As per the Bansavalinama, the Jhanda Bunga was associated with the Bandais (followers of Banda Singh Bahadur) whilst the Akal Purkhias were associated with the Akal Bunga. The Jhanda Bunga and its flag was erected in 1775 by the Udasis of Brahm Buta Akhara. The Udasis of Brahm Buta Akhara also were responsible for digging a hansli (water channel) to feed water into the Amrit Sarovar of the Darbar Sahib complex in 1783. As per another source, in 1783 the Udasi mahants Pritam Das and Santokh Das brought a piece of a tall sāl tree from Dera Ram Rai (present-day Dehradun) which they used as material to construct a flagpole that they installed a Nishan Sahib on, with the flagpole being erected in-front of a pre-existing bunga near the Akal Takht, with the bunga then acquiring the name Jhanda Bunga as a result.

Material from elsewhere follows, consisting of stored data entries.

use std::path::Path;

use crate::error::{DocmineError, Result};

/// Page-addressable text of a document.
pub trait PageSource {
    /// Number of pages.
    fn page_count(&self) -> usize;

    /// Text of the page at `index` (0-based).
    fn page_text(&self, index: usize) -> Result<String>;
}

/// A PDF whose text has been extracted page by page.
pub struct PdfDocument {
    path: String,
    pages: Vec<String>,
}

impl PdfDocument {
    /// Read and extract a PDF file.
    ///
    /// Fails with an I/O error if the file cannot be read and a PDF error if
    /// it cannot be parsed.
    pub fn open(path: &Path) -> Result<Self> {
        let bytes = std::fs::read(path)?;
        let pages = pdf_extract::extract_text_from_mem_by_pages(&bytes).map_err(|e| {
            DocmineError::Pdf {
                path: path.to_string_lossy().into(),
                detail: format!("PDF extraction error: {e}"),
            }
        })?;
        Ok(Self::from_pages(path.to_string_lossy(), pages))
    }

    /// Build a document from already extracted page texts.
    #[must_use]
    pub fn from_pages(path: impl Into<String>, pages: Vec<String>) -> Self {
        Self {
            path: path.into(),
            pages,
        }
    }

    #[must_use]
    pub fn path(&self) -> &str {
        &self.path
    }
}

impl PageSource for PdfDocument {
    fn page_count(&self) -> usize {
        self.pages.len()
    }

    fn page_text(&self, index: usize) -> Result<String> {
        self.pages.get(index).cloned().ok_or_else(|| DocmineError::Pdf {
            path: self.path.clone(),
            detail: format!("page {} out of range", index + 1),
        })
    }
}

impl<S: AsRef<str>> PageSource for Vec<S> {
    fn page_count(&self) -> usize {
        self.len()
    }

    fn page_text(&self, index: usize) -> Result<String> {
        self.get(index)
            .map(|p| p.as_ref().to_string())
            .ok_or_else(|| DocmineError::Other(format!("page {} out of range", index + 1)))
    }
}

/// A run of consecutive pages.
#[derive(Debug, Clone)]
pub struct PageBatch {
    /// 1-based number of the first page in the batch.
    pub first_page: usize,
    pub pages: Vec<String>,
}

impl PageBatch {
    /// 1-based number of the last page in the batch.
    #[must_use]
    pub fn last_page(&self) -> usize {
        self.first_page + self.pages.len().saturating_sub(1)
    }
}

/// Iterator over fixed-size page batches of a [`PageSource`].
pub struct PageBatches<'a, S: PageSource + ?Sized> {
    source: &'a S,
    batch_size: usize,
    next: usize,
}

impl<S: PageSource + ?Sized> Iterator for PageBatches<'_, S> {
    type Item = Result<PageBatch>;

    fn next(&mut self) -> Option<Self::Item> {
        let total = self.source.page_count();
        if self.next >= total {
            return None;
        }
        let start = self.next;
        let end = (start + self.batch_size).min(total);
        self.next = end;
        let pages: Result<Vec<String>> = (start..end).map(|i| self.source.page_text(i)).collect();
        Some(pages.map(|pages| PageBatch {
            first_page: start + 1,
            pages,
        }))
    }
}

/// Walk `source` in batches of `batch_size` pages (at least one).
pub fn page_batches<S: PageSource + ?Sized>(source: &S, batch_size: usize) -> PageBatches<'_, S> {
    PageBatches {
        source,
        batch_size: batch_size.max(1),
        next: 0,
    }
}
pub mod chunker;
pub mod layout;
pub mod normalize;
pub mod pdf;
pub mod tables;
pub mod tabular;

pub use chunker::{chunk_text, determine_chunk_size};
pub use layout::PdfLayout;
pub use pdf::{PageSource, PdfDocument};
pub use tables::{table_to_string, Table, TableDetector};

In 1820, Desa Singh Majithia replaced the wooden flagpole with a steel one that was decorated with gilded copper plates. In 1841, the flag that had been erected by the Udasis collapsed due to heavy rains, thus two jhanda flags were erected in its place, the taller flag by Maharaja Sher Singh and the smaller one by Lehna Singh Majithia, who was the custodian of Amritsar. Other sources state the flags were of equal size.

In 1923, the two flags were shifted a few metres due to renovations needed to widen the parikrama of the complex. In 1962, the two flagpoles were replaced by the SGPC with newer steel piles that were also gilded with copper sheets so that the pole could be electrified to light-up the flagpole. Nearly all of the bungas of the Golden Temple complex, including the Jhanda Bunga, were demolished by the SGPC in the 20th century in their renovations of the site.